Komandan Batalyon Tank Amfibi 2 Marinir Letkol Marinir Hayat Tegar mengatakan, latihan ini menuntut koordinasi presisi antara pengemudi, penembak, dan komandan kendaraan dalam menyelaraskan pergerakan kendaraan tempur yang telah direncanakan dalam perintah operasi.
"Kegiatan ini akan diproyeksikan ke arah kesiapsiagaan, baik personel maupun materiil Alutsista Korps Marinir Angkatan Laut untuk menghadapi operasi sesungguhnya di medan tugas," kata dia dalam keterangan yang diterima di Situbondo, Jawa Timur, Sabtu.
Ia menjelaskan bahwa dalam latihan itu, fokus utama prajurit Yontankfib 2 Mar adalah mempertajam kemampuan serangan dalam skenario perebutan objek musuh yang dikuasai lawan.
Selain itu, lanjut dia, juga konsentrasi lain seperti penghadangan lawan yang disimulasikan kendaraan lapis baja musuh jenis Armored Personnel Carrier (APC).

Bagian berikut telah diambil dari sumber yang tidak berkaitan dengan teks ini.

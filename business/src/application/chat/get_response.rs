use std::sync::Arc;

use async_trait::async_trait;

use crate::domain::chat::errors::PizzaGptError;
use crate::domain::chat::model::ChatCompletionRequest;
use crate::domain::chat::services::ChatCompletionClient;
use crate::domain::chat::use_cases::get_response::GetResponseUseCase;
use crate::domain::chat::value_objects::Endpoint;
use crate::domain::logger::Logger;

/// "Text in, text out" facade over a [`ChatCompletionClient`].
///
/// Every call is independent: no history, no caching, no retries.
pub struct PizzaGptService {
    pub client: Arc<dyn ChatCompletionClient>,
    pub logger: Arc<dyn Logger>,
}

impl PizzaGptService {
    pub fn new(client: Arc<dyn ChatCompletionClient>, logger: Arc<dyn Logger>) -> Self {
        Self { client, logger }
    }
}

#[async_trait]
impl GetResponseUseCase for PizzaGptService {
    async fn get_response(&self, question: &str) -> Result<String, PizzaGptError> {
        let payload = ChatCompletionRequest::new(question).into_payload();

        match self
            .client
            .send_request(Endpoint::ChatCompletion, &payload)
            .await
        {
            Ok(response) => Ok(response.into_content()),
            Err(error) => {
                self.logger
                    .error(&format!("Failed to get PizzaGPT response: {}", error));
                Err(error)
            }
        }
    }
}
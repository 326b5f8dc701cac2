use std::sync::Arc;
use std::time::Duration;

use async_trait::async_trait;
use chrono::Utc;
use reqwest::Client;
use reqwest::header::{ACCEPT, CONTENT_TYPE, HeaderMap, HeaderValue, ORIGIN};
use serde_json::{Map, Value};

use business::domain::chat::errors::PizzaGptError;
use business::domain::chat::model::ChatResponse;
use business::domain::chat::services::ChatCompletionClient;
use business::domain::chat::value_objects::{Credentials, Endpoint, Environment};
use business::domain::logger::Logger;

use crate::config::{DEFAULT_TIMEOUT, PizzaGptConfig};
use crate::error_mapper::{classify_error_response, classify_transport_error};

const SECRET_HEADER: &str = "x-secret";

/// HTTP client for the PizzaGPT API.
///
/// Headers are fixed at construction and sent with every request; there is no
/// per-request override. Each [`ChatCompletionClient::send_request`] call issues
/// exactly one POST bounded by the configured timeout.
pub struct PizzaGptClient {
    client: Client,
    environment: Environment,
    credentials: Credentials,
    base_url: String,
    timeout: Duration,
    logger: Arc<dyn Logger>,
}

impl PizzaGptClient {
    /// Without `credentials` the client falls back to
    /// [`Credentials::development_default`], whose secret is a public placeholder.
    pub fn new(
        environment: Environment,
        credentials: Option<Credentials>,
        timeout: Duration,
        logger: Arc<dyn Logger>,
    ) -> Result<Self, PizzaGptError> {
        let credentials =
            credentials.unwrap_or_else(|| Credentials::development_default(environment));
        if credentials.is_development_default() {
            logger.warn(
                "Using the built-in development secret for PizzaGPT; supply credentials for production use",
            );
        }

        let client = Client::builder()
            .default_headers(default_headers(&credentials)?)
            .timeout(timeout)
            .build()
            .map_err(|e| {
                PizzaGptError::configuration(format!("failed to build HTTP client: {}", e))
            })?;

        Ok(Self {
            client,
            environment,
            credentials,
            base_url: environment.base_url().to_string(),
            timeout,
            logger,
        })
    }

    /// Production environment, development credentials, 30 second timeout.
    pub fn with_defaults(logger: Arc<dyn Logger>) -> Result<Self, PizzaGptError> {
        Self::new(Environment::default(), None, DEFAULT_TIMEOUT, logger)
    }

    pub fn from_config(
        config: PizzaGptConfig,
        logger: Arc<dyn Logger>,
    ) -> Result<Self, PizzaGptError> {
        let client = Self::new(config.environment, config.credentials, config.timeout, logger)?;
        Ok(match config.base_url {
            Some(base_url) => client.with_base_url(base_url),
            None => client,
        })
    }

    /// Sends requests to `base_url` instead of the environment's host. Headers,
    /// including the origin derived from the environment, stay as configured.
    pub fn with_base_url(mut self, base_url: impl Into<String>) -> Self {
        self.base_url = base_url.into().trim_end_matches('/').to_string();
        self
    }

    /// Returns `<base url>/api/<endpoint path>`.
    pub fn endpoint_url(&self, endpoint: Endpoint) -> String {
        format!("{}/api/{}", self.base_url, endpoint.path())
    }

    pub fn environment(&self) -> Environment {
        self.environment
    }

    pub fn credentials(&self) -> &Credentials {
        &self.credentials
    }

    pub fn timeout(&self) -> Duration {
        self.timeout
    }

    async fn post(
        &self,
        url: &str,
        data: &Map<String, Value>,
    ) -> Result<ChatResponse, PizzaGptError> {
        let response = self
            .client
            .post(url)
            .json(data)
            .send()
            .await
            .map_err(|e| classify_transport_error(url, e))?;

        let status = response.status();
        if !status.is_success() {
            let error_text = match response.error_for_status_ref() {
                Err(e) => e.to_string(),
                Ok(_) => format!("HTTP status {} for url ({})", status, url),
            };
            let body = response.bytes().await.unwrap_or_default();
            return Err(classify_error_response(status.as_u16(), &body, &error_text));
        }

        let body = response
            .bytes()
            .await
            .map_err(|e| classify_transport_error(url, e))?;
        let received_at = Utc::now();

        let decoded: Value = serde_json::from_slice(&body).map_err(|e| {
            PizzaGptError::malformed_response(format!("response body is not valid JSON: {}", e))
        })?;

        ChatResponse::from_body(decoded, received_at)
    }
}

#[async_trait]
impl ChatCompletionClient for PizzaGptClient {
    async fn send_request(
        &self,
        endpoint: Endpoint,
        data: &Map<String, Value>,
    ) -> Result<ChatResponse, PizzaGptError> {
        let url = self.endpoint_url(endpoint);
        self.logger.debug(&format!("POST {}", url));

        self.post(&url, data).await.inspect_err(|error| match error {
            PizzaGptError::Connection { .. } => {
                self.logger.error(&format!("Connection error: {}", error))
            }
            _ => self.logger.error(&format!("Request error: {}", error)),
        })
    }
}

fn default_headers(credentials: &Credentials) -> Result<HeaderMap, PizzaGptError> {
    let mut headers = HeaderMap::new();
    headers.insert(ACCEPT, HeaderValue::from_static("application/json"));
    headers.insert(CONTENT_TYPE, HeaderValue::from_static("application/json"));
    headers.insert(
        ORIGIN,
        HeaderValue::from_str(credentials.origin()).map_err(|_| {
            PizzaGptError::configuration("origin contains characters not allowed in a header")
        })?,
    );

    let mut secret = HeaderValue::from_str(credentials.secret_key()).map_err(|_| {
        PizzaGptError::configuration("secret key contains characters not allowed in a header")
    })?;
    secret.set_sensitive(true);
    headers.insert(SECRET_HEADER, secret);

    Ok(headers)
}
mod subscriber;
mod tracing_logger;

pub use subscriber::init_tracing;
pub use tracing_logger::TracingLogger;
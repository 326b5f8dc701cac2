use async_trait::async_trait;

use crate::domain::chat::errors::PizzaGptError;

/// Ask a question, get the reply text back.
#[async_trait]
pub trait GetResponseUseCase: Send + Sync {
    async fn get_response(&self, question: &str) -> Result<String, PizzaGptError>;
}
use std::sync::Arc;

use business::application::chat::get_response::PizzaGptService;
use business::domain::chat::errors::PizzaGptError;
use business::domain::logger::Logger;
use logger::TracingLogger;

use crate::client::PizzaGptClient;
use crate::config::PizzaGptConfig;

/// Service backed by a default [`PizzaGptClient`]: production, development
/// credentials, 30 second timeout, logging through `tracing`.
pub fn default_service() -> Result<PizzaGptService, PizzaGptError> {
    service_from_config(PizzaGptConfig::default())
}

pub fn service_from_config(config: PizzaGptConfig) -> Result<PizzaGptService, PizzaGptError> {
    let logger: Arc<dyn Logger> = Arc::new(TracingLogger);
    let client = PizzaGptClient::from_config(config, logger.clone())?;

    Ok(PizzaGptService::new(Arc::new(client), logger))
}
use tracing_subscriber::EnvFilter;

/// Installs a global fmt subscriber filtered by `RUST_LOG`, falling back to
/// `default_directive` (e.g. `"info"`) when the variable is unset or invalid.
///
/// Returns `false` when a global subscriber was already installed.
pub fn init_tracing(default_directive: &str) -> bool {
    let env_filter =
        EnvFilter::try_from_default_env().unwrap_or_else(|_| EnvFilter::new(default_directive));

    tracing_subscriber::fmt()
        .with_env_filter(env_filter)
        .try_init()
        .is_ok()
}
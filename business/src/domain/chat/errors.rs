/// Every failure the PizzaGPT client or service can surface.
///
/// Match on the variant to handle one kind, or treat the whole enum as the
/// catch-all for PizzaGPT-specific faults.
#[derive(Debug, Clone, PartialEq, Eq, thiserror::Error)]
pub enum PizzaGptError {
    /// The host could not be reached, the request timed out, or it failed
    /// without a usable response.
    #[error("Failed to connect to {url}: {cause}")]
    Connection { url: String, cause: String },
    /// The host answered with a non-success status.
    #[error("API Error {status_code}: {message}")]
    Response { status_code: u16, message: String },
    /// The host answered with success but the body broke the response contract.
    #[error("Malformed response: {reason}")]
    MalformedResponse { reason: String },
    #[error("Invalid configuration: {0}")]
    Configuration(String),
}

impl PizzaGptError {
    pub fn connection(url: impl Into<String>, cause: impl Into<String>) -> Self {
        PizzaGptError::Connection {
            url: url.into(),
            cause: cause.into(),
        }
    }
    pub fn response(status_code: u16, message: impl Into<String>) -> Self {
        PizzaGptError::Response {
            status_code,
            message: message.into(),
        }
    }
    pub fn malformed_response(reason: impl Into<String>) -> Self {
        PizzaGptError::MalformedResponse {
            reason: reason.into(),
        }
    }
    pub fn configuration(reason: impl Into<String>) -> Self {
        PizzaGptError::Configuration(reason.into())
    }

    pub fn is_connection(&self) -> bool {
        matches!(self, PizzaGptError::Connection { .. })
    }

    pub fn is_response(&self) -> bool {
        matches!(self, PizzaGptError::Response { .. })
    }

    /// Status code of a `Response` error, `None` for every other kind.
    pub fn status_code(&self) -> Option<u16> {
        match self {
            PizzaGptError::Response { status_code, .. } => Some(*status_code),
            _ => None,
        }
    }
}

#[cfg(test)]
mod tests {
    use super::*;

    #[test]
    fn should_include_url_in_connection_message() {
        let error = PizzaGptError::connection(
            "https://www.pizzagpt.it/api/chatx-completion",
            "connection refused",
        );

        let message = error.to_string();

        assert!(message.contains("https://www.pizzagpt.it/api/chatx-completion"));
        assert!(message.contains("connection refused"));
        assert!(error.is_connection());
    }

    #[test]
    fn should_format_response_error_with_status_and_message() {
        let error = PizzaGptError::response(429, "rate limited");

        assert_eq!(error.to_string(), "API Error 429: rate limited");
        assert_eq!(error.status_code(), Some(429));
        assert!(error.is_response());
    }

    #[test]
    fn should_have_no_status_code_outside_response_errors() {
        assert_eq!(PizzaGptError::malformed_response("empty").status_code(), None);
        assert_eq!(PizzaGptError::configuration("bad").status_code(), None);
        assert_eq!(PizzaGptError::connection("u", "c").status_code(), None);
    }
}
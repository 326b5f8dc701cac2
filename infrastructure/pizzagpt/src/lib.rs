pub mod client;
pub mod config;
pub mod error_mapper;
pub mod service;

pub use client::PizzaGptClient;
pub use config::{DEFAULT_TIMEOUT, PizzaGptConfig};
pub use service::{default_service, service_from_config};
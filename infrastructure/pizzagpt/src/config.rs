use std::time::Duration;

use business::domain::chat::errors::PizzaGptError;
use business::domain::chat::value_objects::{Credentials, Environment};

pub const DEFAULT_TIMEOUT: Duration = Duration::from_secs(30);

const ENVIRONMENT_VAR: &str = "PIZZAGPT_ENVIRONMENT";
const SECRET_KEY_VAR: &str = "PIZZAGPT_SECRET_KEY";
const ORIGIN_VAR: &str = "PIZZAGPT_ORIGIN";
const TIMEOUT_VAR: &str = "PIZZAGPT_TIMEOUT_SECS";
const BASE_URL_VAR: &str = "PIZZAGPT_BASE_URL";

/// Connection settings for a [`crate::client::PizzaGptClient`].
#[derive(Debug, Clone, PartialEq)]
pub struct PizzaGptConfig {
    pub environment: Environment,
    /// `None` means the development default credentials.
    pub credentials: Option<Credentials>,
    pub timeout: Duration,
    /// Replaces the environment's host, e.g. for a self-hosted or stub server.
    pub base_url: Option<String>,
}

impl Default for PizzaGptConfig {
    fn default() -> Self {
        Self {
            environment: Environment::default(),
            credentials: None,
            timeout: DEFAULT_TIMEOUT,
            base_url: None,
        }
    }
}

impl PizzaGptConfig {
    /// Load configuration from environment variables
    ///
    /// Environment variables:
    /// - PIZZAGPT_ENVIRONMENT: production | staging | development (default: production)
    /// - PIZZAGPT_SECRET_KEY: secret sent as `x-secret` (default: development secret)
    /// - PIZZAGPT_ORIGIN: origin header, only read with a secret (default: environment base URL)
    /// - PIZZAGPT_TIMEOUT_SECS: request timeout in seconds (default: 30)
    /// - PIZZAGPT_BASE_URL: host override (default: environment base URL)
    pub fn from_env() -> Result<Self, PizzaGptError> {
        Self::from_lookup(|key| std::env::var(key).ok())
    }

    pub fn from_lookup(lookup: impl Fn(&str) -> Option<String>) -> Result<Self, PizzaGptError> {
        let environment = match lookup(ENVIRONMENT_VAR) {
            Some(value) => value.parse().map_err(PizzaGptError::configuration)?,
            None => Environment::default(),
        };

        let credentials = lookup(SECRET_KEY_VAR)
            .filter(|secret| !secret.is_empty())
            .map(|secret| {
                let origin = lookup(ORIGIN_VAR)
                    .filter(|origin| !origin.is_empty())
                    .unwrap_or_else(|| environment.base_url().to_string());
                Credentials::new(secret, origin)
            });

        let timeout = match lookup(TIMEOUT_VAR) {
            Some(value) => parse_timeout(&value)?,
            None => DEFAULT_TIMEOUT,
        };

        let base_url = lookup(BASE_URL_VAR)
            .map(|url| url.trim().to_string())
            .filter(|url| !url.is_empty());

        Ok(Self {
            environment,
            credentials,
            timeout,
            base_url,
        })
    }
}

fn parse_timeout(value: &str) -> Result<Duration, PizzaGptError> {
    match value.trim().parse::<u64>() {
        Ok(seconds) if seconds > 0 => Ok(Duration::from_secs(seconds)),
        _ => Err(PizzaGptError::configuration(format!(
            "{} must be a positive number of seconds, got {:?}",
            TIMEOUT_VAR, value
        ))),
    }
}
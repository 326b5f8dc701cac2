/// Logging port. Adapters decide where the lines end up.
pub trait Logger: Send + Sync {
    fn info(&self, message: &str);
    fn warn(&self, message: &str);
    fn error(&self, message: &str);
    fn debug(&self, message: &str);
}
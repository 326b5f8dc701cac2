pub mod application {
    pub mod chat {
        pub mod get_response;
    }
}

pub mod domain {
    pub mod logger;
    pub mod chat {
        pub mod errors;
        pub mod model;
        pub mod services;
        pub mod value_objects;
        pub mod use_cases {
            pub mod get_response;
        }
    }
}
use business::domain::logger::Logger;
use tracing::{debug, error, info, warn};

/// Forwards [`Logger`] calls to `tracing` under the `pizzagpt` target.
pub struct TracingLogger;

impl Logger for TracingLogger {
    fn info(&self, message: &str) {
        info!(target: "pizzagpt", "{}", message);
    }
    fn warn(&self, message: &str) {
        warn!(target: "pizzagpt", "{}", message);
    }
    fn error(&self, message: &str) {
        error!(target: "pizzagpt", "{}", message);
    }
    fn debug(&self, message: &str) {
        debug!(target: "pizzagpt", "{}", message);
    }
}

#[cfg(test)]
mod tests {
    use super::*;
    use std::io;
    use std::sync::{Arc, Mutex};
    use tracing_subscriber::fmt::MakeWriter;

    #[derive(Clone, Default)]
    struct CapturedOutput(Arc<Mutex<Vec<u8>>>);

    impl CapturedOutput {
        fn contents(&self) -> String {
            String::from_utf8_lossy(&self.0.lock().unwrap()).into_owned()
        }
    }

    impl io::Write for CapturedOutput {
        fn write(&mut self, buf: &[u8]) -> io::Result<usize> {
            self.0.lock().unwrap().extend_from_slice(buf);
            Ok(buf.len())
        }

        fn flush(&mut self) -> io::Result<()> {
            Ok(())
        }
    }

    impl<'a> MakeWriter<'a> for CapturedOutput {
        type Writer = CapturedOutput;

        fn make_writer(&'a self) -> Self::Writer {
            self.clone()
        }
    }

    fn capture(log: impl FnOnce(&TracingLogger)) -> String {
        let output = CapturedOutput::default();
        let subscriber = tracing_subscriber::fmt()
            .with_writer(output.clone())
            .with_ansi(false)
            .with_max_level(tracing::Level::DEBUG)
            .finish();

        tracing::subscriber::with_default(subscriber, || log(&TracingLogger));

        output.contents()
    }

    #[test]
    fn should_write_error_lines_under_pizzagpt_target() {
        let output = capture(|logger| logger.error("Connection error: refused"));

        assert!(output.contains("ERROR"));
        assert!(output.contains("pizzagpt"));
        assert!(output.contains("Connection error: refused"));
    }

    #[test]
    fn should_forward_each_level() {
        let output = capture(|logger| {
            logger.info("one");
            logger.warn("two");
            logger.debug("three");
        });

        assert!(output.contains("INFO"));
        assert!(output.contains("WARN"));
        assert!(output.contains("DEBUG"));
    }
}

Menurut Hayat, operasi dimulai dengan pergerakan taktis tank amfibi BMP-3F dan PT-76 (M) yang bermanuver dari daerah persiapan dengan kecepatan tinggi menggunakan teknik penyerbuan mekanis.
"Tank-tank tersebut bertindak sebagai ujung tombak serangan darat yang mengintegrasikan kecepatan, daya kejut dan daya tembak dengan tetap menjaga formasi tempur di medan berat tanpa kehilangan momentum serangan," kata dia.